Getting to Know Manhattan Beach
How Manhattan Beach Is Laid Out
Manhattan Beach is its own city, one of the three South Bay Beach Cities, set on the coast about 19 miles southwest of downtown LA. It is small and dense: just under four square miles of land holding about 35,000 people, with 2.1 miles of beach along its western edge. As its own city, it sets its own rules on parking, permits, and oversized vehicles, separate from the City of Los Angeles. It is also one of the most expensive places to live in the country, with some of the highest home prices per square foot in LA County.
The city breaks into clear neighborhoods. The Sand Section, near the water, holds the walk streets and the Strand, the beachfront path lined with oceanfront homes. The Hill Section rises just inland, its steep streets giving panoramic ocean views from high-priced homes. The Tree Section and Manhattan Heights, east of Sepulveda Boulevard, are leafier neighborhoods with more standard lots. Downtown, near the pier, is the commercial heart, and El Porto sits at the north end by the dunes. Hermosa Beach lies to the south, El Segundo to the north, and Redondo Beach and the rest of the South Bay nearby.
From Sand Dunes to the Beach Cities
The coast here was home to the Tongva people, who passed through the dunes from their village of Chowigna, and later became part of the Mexican Rancho Sausal Redondo. The town grew up as a seaside resort on shifting dunes. Two developers, George Peck and Stewart Merrill, owned the north and south ends and could not agree on a name. They flipped a coin, Merrill won, and he named his half Manhattan after his old home of New York City.
The town incorporated as a city in 1912, after a vote of its roughly 600 residents. In the early days, wooden planks were laid over the sand on Manhattan Avenue for cars and along the Strand for walkers. So much of the local sand was hauled away over the years, some of it shipped to Hawaii to build up Waikiki Beach, that the dunes largely disappeared. After World War II, the South Bay aerospace boom brought a wave of new residents, and Manhattan Beach grew into the affluent beach city it is today, known for its pier, its surf and beach-volleyball culture, and some of the priciest real estate in the country.
What a Manhattan Beach Move Really Involves
Manhattan Beach runs its own affairs, so the rules that shape a move come from the city, not from Los Angeles. For bigger moves, the city issues temporary no-parking permits that reserve space directly at the address, and those have to be arranged and posted in advance. Near the beach, parking is tight and tightly enforced, so the permit and the parking plan matter more here than in most places.
Access is the real Manhattan Beach challenge.
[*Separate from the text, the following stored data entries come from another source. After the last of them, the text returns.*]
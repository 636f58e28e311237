// SPDX-License-Identifier: AGPL-3.0-or-later
//
// Copyright (C) 2026 Relational Network

//! Tracing subscriber setup.
//!
//! `RUST_LOG` controls filtering; `LOG_FORMAT` picks JSON lines or
//! human-readable output. Plaintext and key material are never logged.

use tracing_subscriber::{fmt, layer::SubscriberExt, util::SubscriberInitExt, EnvFilter};

use crate::config::LogFormat;

pub const DEFAULT_FILTER: &str = "info,tower_http=debug";

/// Install the global subscriber. Call once, before anything logs.
pub fn init(format: LogFormat) {
    let filter = EnvFilter::try_from_default_env().unwrap_or_else(|_| EnvFilter::new(DEFAULT_FILTER));
    let registry = tracing_subscriber::registry().with(filter);

    match format {
        LogFormat::Json => registry
            .with(fmt::layer().json().with_current_span(false))
            .init(),
        LogFormat::Pretty => registry.with(fmt::layer()).init(),
    }
}
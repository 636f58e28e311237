// SPDX-License-Identifier: AGPL-3.0-or-later
//
// Copyright (C) 2026 Relational Network

//! Domain error taxonomy and its HTTP mapping.
//!
//! Layer errors (`CryptoError`, `StorageError`) fold into [`CloakError`];
//! handlers turn that into an [`ApiError`].

use axum::{
    http::StatusCode,
    response::{IntoResponse, Response},
    Json,
};
use serde::Serialize;

use crate::crypto::CryptoError;
use crate::storage::StorageError;

/// Errors surfaced by the submission pipeline and the admin operations.
#[derive(Debug, thiserror::Error)]
pub enum CloakError {
    #[error("invalid input: {0}")]
    InvalidInput(String),

    #[error("crypto provider unavailable: {0}")]
    CryptoUnavailable(String),

    #[error("key derivation failed: {0}")]
    KeyDerivationFailed(String),

    #[error("encryption failed: {0}")]
    EncryptionFailed(String),

    #[error("decryption failed: {0}")]
    DecryptionFailed(String),

    #[error("not found: {0}")]
    StorageNotFound(String),

    #[error("storage write failed: {0}")]
    StorageWriteFailed(String),

    #[error("{0}")]
    InvalidStateTransition(String),

    #[error("unauthorized: {0}")]
    Unauthorized(String),
}

pub type CloakResult<T> = Result<T, CloakError>;

impl CloakError {
    /// Stable machine-readable code.
    pub fn code(&self) -> &'static str {
        match self {
            CloakError::InvalidInput(_) => "invalid_input",
            CloakError::CryptoUnavailable(_) => "crypto_unavailable",
            CloakError::KeyDerivationFailed(_) => "key_derivation_failed",
            CloakError::EncryptionFailed(_) => "encryption_failed",
            CloakError::DecryptionFailed(_) => "decryption_failed",
            CloakError::StorageNotFound(_) => "not_found",
            CloakError::StorageWriteFailed(_) => "storage_write_failed",
            CloakError::InvalidStateTransition(_) => "invalid_state_transition",
            CloakError::Unauthorized(_) => "unauthorized",
        }
    }
}

impl From<CryptoError> for CloakError {
    fn from(e: CryptoError) -> Self {
        match e {
            CryptoError::Unavailable(msg) => CloakError::CryptoUnavailable(msg),
            CryptoError::InvalidInput(msg) => CloakError::InvalidInput(msg),
            CryptoError::KeyDerivation(msg) => CloakError::KeyDerivationFailed(msg),
            CryptoError::Encryption(msg) => CloakError::EncryptionFailed(msg),
            CryptoError::Decryption(msg) => CloakError::DecryptionFailed(msg.to_string()),
        }
    }
}

impl From<StorageError> for CloakError {
    fn from(e: StorageError) -> Self {
        match e {
            StorageError::NotFound(msg) => CloakError::StorageNotFound(msg),
            StorageError::InvalidReference(r) => {
                CloakError::InvalidInput(format!("invalid storage reference {r}"))
            }
            e @ StorageError::InvalidStateTransition { .. } => {
                CloakError::InvalidStateTransition(e.to_string())
            }
            e @ StorageError::PermissionDenied { .. } => CloakError::Unauthorized(e.to_string()),
            e => CloakError::StorageWriteFailed(e.to_string()),
        }
    }
}

#[derive(Debug)]
pub struct ApiError {
    pub status: StatusCode,
    pub message: String,
    pub error_code: &'static str,
}

#[derive(Serialize)]
struct ErrorBody {
    error: String,
    error_code: &'static str,
}

impl ApiError {
    pub fn new(status: StatusCode, error_code: &'static str, message: impl Into<String>) -> Self {
        Self {
            status,
            message: message.into(),
            error_code,
        }
    }

    pub fn not_found(message: impl Into<String>) -> Self {
        Self::new(StatusCode::NOT_FOUND, "not_found", message)
    }

    pub fn bad_request(message: impl Into<String>) -> Self {
        Self::new(StatusCode::BAD_REQUEST, "invalid_input", message)
    }

    pub fn payload_too_large(message: impl Into<String>) -> Self {
        Self::new(StatusCode::PAYLOAD_TOO_LARGE, "invalid_input", message)
    }

    pub fn internal(message: impl Into<String>) -> Self {
        Self::new(StatusCode::INTERNAL_SERVER_ERROR, "internal_error", message)
    }
}

impl From<CloakError> for ApiError {
    fn from(e: CloakError) -> Self {
        let status = match &e {
            CloakError::InvalidInput(_) => StatusCode::BAD_REQUEST,
            CloakError::Unauthorized(_) => StatusCode::FORBIDDEN,
            CloakError::StorageNotFound(_) => StatusCode::NOT_FOUND,
            CloakError::InvalidStateTransition(_) => StatusCode::CONFLICT,
            CloakError::CryptoUnavailable(_)
            | CloakError::KeyDerivationFailed(_)
            | CloakError::EncryptionFailed(_)
            | CloakError::DecryptionFailed(_)
            | CloakError::StorageWriteFailed(_) => StatusCode::INTERNAL_SERVER_ERROR,
        };

        // Server-side failures are logged in full and reported generically
        let message = if status.is_server_error() {
            tracing::error!(error = %e, error_code = e.code(), "Request failed");
            "internal error".to_string()
        } else {
            e.to_string()
        };

        Self::new(status, e.code(), message)
    }
}

impl From<StorageError> for ApiError {
    fn from(e: StorageError) -> Self {
        CloakError::from(e).into()
    }
}

impl IntoResponse for ApiError {
    fn into_response(self) -> Response {
        let body = Json(ErrorBody {
            error: self.message,
            error_code: self.error_code,
        });
        (self.status, body).into_response()
    }
}

#[cfg(test)]
mod tests {
    use super::*;
    use axum::body::to_bytes;

    #[test]
    fn constructors_set_status_and_message() {
        let nf = ApiError::not_found("missing");
        assert_eq!(nf.status, StatusCode::NOT_FOUND);
        assert_eq!(nf.message, "missing");

        let bad = ApiError::bad_request("bad");
        assert_eq!(bad.status, StatusCode::BAD_REQUEST);
        assert_eq!(bad.error_code, "invalid_input");
    }

    #[test]
    fn domain_errors_map_to_status() {
        let cases = [
            (CloakError::InvalidInput("x".into()), StatusCode::BAD_REQUEST),
            (CloakError::Unauthorized("x".into()), StatusCode::FORBIDDEN),
            (CloakError::StorageNotFound("x".into()), StatusCode::NOT_FOUND),
            (CloakError::InvalidStateTransition("x".into()), StatusCode::CONFLICT),
            (CloakError::DecryptionFailed("x".into()), StatusCode::INTERNAL_SERVER_ERROR),
            (CloakError::StorageWriteFailed("x".into()), StatusCode::INTERNAL_SERVER_ERROR),
        ];
        for (err, status) in cases {
            assert_eq!(ApiError::from(err).status, status);
        }
    }

    #[test]
    fn storage_errors_fold_into_taxonomy() {
        let err: CloakError = StorageError::PermissionDenied {
            user_id: "u".into(),
            resource: "r".into(),
        }
        .into();
        assert!(matches!(err, CloakError::Unauthorized(_)));

        let err: CloakError = StorageError::Timeout("store blob").into();
        assert!(matches!(err, CloakError::StorageWriteFailed(_)));

        let err: CloakError = StorageError::InvalidReference("gridfs:1".into()).into();
        assert!(matches!(err, CloakError::InvalidInput(_)));
    }

    #[test]
    fn crypto_errors_fold_into_taxonomy() {
        let err: CloakError = CryptoError::Decryption("bad tag").into();
        assert!(matches!(err, CloakError::DecryptionFailed(_)));
        assert_eq!(err.code(), "decryption_failed");

        let err: CloakError = CryptoError::Unavailable("no rng".into()).into();
        assert!(matches!(err, CloakError::CryptoUnavailable(_)));
    }

    #[tokio::test]
    async fn into_response_returns_json_body() {
        let response = ApiError::bad_request("bad data").into_response();
        assert_eq!(response.status(), StatusCode::BAD_REQUEST);

        let body_bytes = to_bytes(response.into_body(), usize::MAX).await.unwrap();
        let body = String::from_utf8(body_bytes.to_vec()).unwrap();
        assert_eq!(body, r#"{"error":"bad data","error_code":"invalid_input"}"#);
    }

    #[tokio::test]
    async fn server_errors_do_not_leak_details() {
        let response = ApiError::from(CloakError::DecryptionFailed("tag mismatch".into())).into_response();
        let body_bytes = to_bytes(response.into_body(), usize::MAX).await.unwrap();
        let body = String::from_utf8(body_bytes.to_vec()).unwrap();
        assert!(!body.contains("tag mismatch"));
        assert!(body.contains("decryption_failed"));
    }
}
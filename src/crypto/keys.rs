// SPDX-License-Identifier: AGPL-3.0-or-later
//
// Copyright (C) 2026 Relational Network

//! Per-submission key material.
//!
//! Every submission gets its own P-521 key pair. The private half is escrowed
//! in a [`PrivateKeyEnvelope`] under a passphrase derived with
//! PBKDF2-HMAC-SHA512 from the operator secret and a random salt.
//!
//! ## Parameters
//!
//! | Parameter  | Value            |
//! |------------|------------------|
//! | Curve      | P-521            |
//! | Salt       | 16 random bytes  |
//! | Iterations | 25 000           |
//! | Output     | 64 bytes (hex)   |
//! | Hash       | SHA-512          |

use std::sync::Arc;

use base64ct::{Base64, Encoding};
use p521::elliptic_curve::rand_core::{OsRng, RngCore};
use p521::pkcs8::{DecodePrivateKey, DecodePublicKey, EncodePrivateKey, EncodePublicKey};
use p521::{PublicKey, SecretKey};
use sha2::{Digest, Sha256, Sha512};
use zeroize::Zeroizing;

use super::envelope::PrivateKeyEnvelope;
use super::{CryptoError, CryptoResult};

/// Salt length in bytes.
pub const SALT_LEN: usize = 16;

/// PBKDF2 iteration count.
pub const PBKDF2_ITERATIONS: u32 = 25_000;

/// PBKDF2 output length in bytes.
pub const PASSPHRASE_LEN: usize = 64;

/// Generate a random salt, hex-encoded.
pub fn generate_salt() -> CryptoResult<String> {
    let mut salt = [0u8; SALT_LEN];
    OsRng
        .try_fill_bytes(&mut salt)
        .map_err(|e| CryptoError::Unavailable(e.to_string()))?;
    Ok(hex::encode(salt))
}

/// Decode and length-check a hex salt.
pub fn decode_salt(salt_hex: &str) -> CryptoResult<[u8; SALT_LEN]> {
    let bytes = hex::decode(salt_hex)
        .map_err(|_| CryptoError::InvalidInput("salt is not valid hex".to_string()))?;
    bytes.try_into().map_err(|_| {
        CryptoError::InvalidInput(format!("salt must be exactly {} bytes", SALT_LEN))
    })
}

/// Derive the hex passphrase for a salt. Deterministic in all of its inputs.
pub fn derive_passphrase(
    shared_secret: &str,
    salt_hex: &str,
    iterations: u32,
    key_len: usize,
) -> CryptoResult<Zeroizing<String>> {
    if shared_secret.is_empty() {
        return Err(CryptoError::InvalidInput("shared secret is empty".to_string()));
    }
    if iterations == 0 || key_len == 0 {
        return Err(CryptoError::InvalidInput(
            "iterations and key length must be positive".to_string(),
        ));
    }
    let salt = decode_salt(salt_hex)?;

    let mut out = Zeroizing::new(vec![0u8; key_len]);
    pbkdf2::pbkdf2_hmac::<Sha512>(shared_secret.as_bytes(), &salt, iterations, &mut out);
    Ok(Zeroizing::new(hex::encode(out.as_slice())))
}

/// Base64 SPKI DER encoding of a public key.
pub fn encode_public_key(public_key: &PublicKey) -> CryptoResult<String> {
    let der = public_key
        .to_public_key_der()
        .map_err(|e| CryptoError::KeyDerivation(e.to_string()))?;
    Ok(Base64::encode_string(der.as_bytes()))
}

/// Parse a base64 SPKI DER public key.
pub fn decode_public_key(public_key_b64: &str) -> CryptoResult<PublicKey> {
    let der = Base64::decode_vec(public_key_b64.trim())
        .map_err(|_| CryptoError::Decryption("public key is not base64"))?;
    PublicKey::from_public_key_der(&der).map_err(|_| CryptoError::Decryption("public key is not a P-521 key"))
}

/// Hex SHA-256 of the base64 public key string.
pub fn public_key_hash(public_key_b64: &str) -> String {
    hex::encode(Sha256::digest(public_key_b64.as_bytes()))
}

/// Wrap PKCS#8 DER private key bytes into a JSON envelope.
pub fn encrypt_private_key(
    private_key_der: &[u8],
    passphrase_hex: &str,
    public_key_hash: &str,
) -> CryptoResult<String> {
    PrivateKeyEnvelope::seal(private_key_der, passphrase_hex, public_key_hash.as_bytes())?.to_json()
}

/// Unwrap a JSON envelope back into PKCS#8 DER private key bytes.
pub fn decrypt_private_key(
    envelope_json: &str,
    passphrase_hex: &str,
    public_key_hash: &str,
) -> CryptoResult<Zeroizing<Vec<u8>>> {
    PrivateKeyEnvelope::from_json(envelope_json)?.open(passphrase_hex, public_key_hash.as_bytes())
}

/// A P-521 key pair generated for a single submission.
pub struct EphemeralKeyPair {
    secret: SecretKey,
}

impl EphemeralKeyPair {
    pub fn generate() -> Self {
        Self {
            secret: SecretKey::random(&mut OsRng),
        }
    }

    pub fn from_private_key_der(der: &[u8]) -> CryptoResult<Self> {
        let secret = SecretKey::from_pkcs8_der(der)
            .map_err(|_| CryptoError::Decryption("private key is not PKCS#8 P-521"))?;
        Ok(Self { secret })
    }

    pub fn secret(&self) -> &SecretKey {
        &self.secret
    }

    pub fn public_key(&self) -> PublicKey {
        self.secret.public_key()
    }

    pub fn public_key_base64(&self) -> CryptoResult<String> {
        encode_public_key(&self.public_key())
    }

    pub fn private_key_der(&self) -> CryptoResult<Zeroizing<Vec<u8>>> {
        let doc = self
            .secret
            .to_pkcs8_der()
            .map_err(|e| CryptoError::KeyDerivation(e.to_string()))?;
        Ok(Zeroizing::new(doc.as_bytes().to_vec()))
    }
}

impl std::fmt::Debug for EphemeralKeyPair {
    fn fmt(&self, f: &mut std::fmt::Formatter<'_>) -> std::fmt::Result {
        f.debug_struct("EphemeralKeyPair")
            .field("secret", &"[REDACTED]")
            .finish()
    }
}

/// Everything produced for one submission.
///
/// The passphrase and the live key pair never leave this value; only the
/// public fields are persisted.
pub struct SubmissionKeyMaterial {
    pub salt_hex: String,
    pub public_key: String,
    pub encrypted_private_key: String,
    pub public_key_hash: String,
    passphrase_hex: Zeroizing<String>,
    key_pair: EphemeralKeyPair,
}

impl SubmissionKeyMaterial {
    pub fn passphrase_hex(&self) -> &str {
        &self.passphrase_hex
    }

    pub fn key_pair(&self) -> &EphemeralKeyPair {
        &self.key_pair
    }
}

impl std::fmt::Debug for SubmissionKeyMaterial {
    fn fmt(&self, f: &mut std::fmt::Formatter<'_>) -> std::fmt::Result {
        f.debug_struct("SubmissionKeyMaterial")
            .field("salt_hex", &self.salt_hex)
            .field("public_key_hash", &self.public_key_hash)
            .finish_non_exhaustive()
    }
}

/// Produces [`SubmissionKeyMaterial`] from the operator secret.
#[derive(Clone)]
pub struct KeyMaterialGenerator {
    operator_secret: Arc<Zeroizing<String>>,
}

impl KeyMaterialGenerator {
    pub fn new(operator_secret: impl Into<String>) -> CryptoResult<Self> {
        let secret = operator_secret.into();
        if secret.is_empty() {
            return Err(CryptoError::InvalidInput("operator secret is empty".to_string()));
        }
        Ok(Self {
            operator_secret: Arc::new(Zeroizing::new(secret)),
        })
    }

    /// Recompute the passphrase for a stored salt.
    pub fn passphrase_for(&self, salt_hex: &str) -> CryptoResult<Zeroizing<String>> {
        derive_passphrase(&self.operator_secret, salt_hex, PBKDF2_ITERATIONS, PASSPHRASE_LEN)
    }

    /// Generate fresh key material. CPU-bound; callers on the async runtime
    /// should run this on a blocking thread.
    pub fn generate(&self) -> CryptoResult<SubmissionKeyMaterial> {
        let salt_hex = generate_salt()?;
        let passphrase_hex = self.passphrase_for(&salt_hex)?;

        let key_pair = EphemeralKeyPair::generate();
        let public_key = key_pair.public_key_base64()?;
        let public_key_hash = public_key_hash(&public_key);

        let private_der = key_pair.private_key_der()?;
        let encrypted_private_key = encrypt_private_key(&private_der, &passphrase_hex, &public_key_hash)?;

        Ok(SubmissionKeyMaterial {
            salt_hex,
            public_key,
            encrypted_private_key,
            public_key_hash,
            passphrase_hex,
            key_pair,
        })
    }
}

impl std::fmt::Debug for KeyMaterialGenerator {
    fn fmt(&self, f: &mut std::fmt::Formatter<'_>) -> std::fmt::Result {
        f.debug_struct("KeyMaterialGenerator")
            .field("operator_secret", &"[REDACTED]")
            .finish()
    }
}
In the Sand Section, many homes sit on walk streets with no road to the door, and Strand homes face the beach path, so a truck cannot pull up to either. The crew parks at the nearest street and hand-carries everything in, which takes more people and more planning. We measure out the carry and choose the staging spot well before the day of the move. The Hill Section adds steep grades and stairs, where we size the truck to the street and plan the climb.
The rest of the city is more straightforward. The Tree Section and Manhattan Heights have normal streets and driveways, and downtown buildings run their own access rules. We line up the permits, the parking, the carry plan, and a properly sized truck beforehand, so nothing stalls the move once the crew is on site.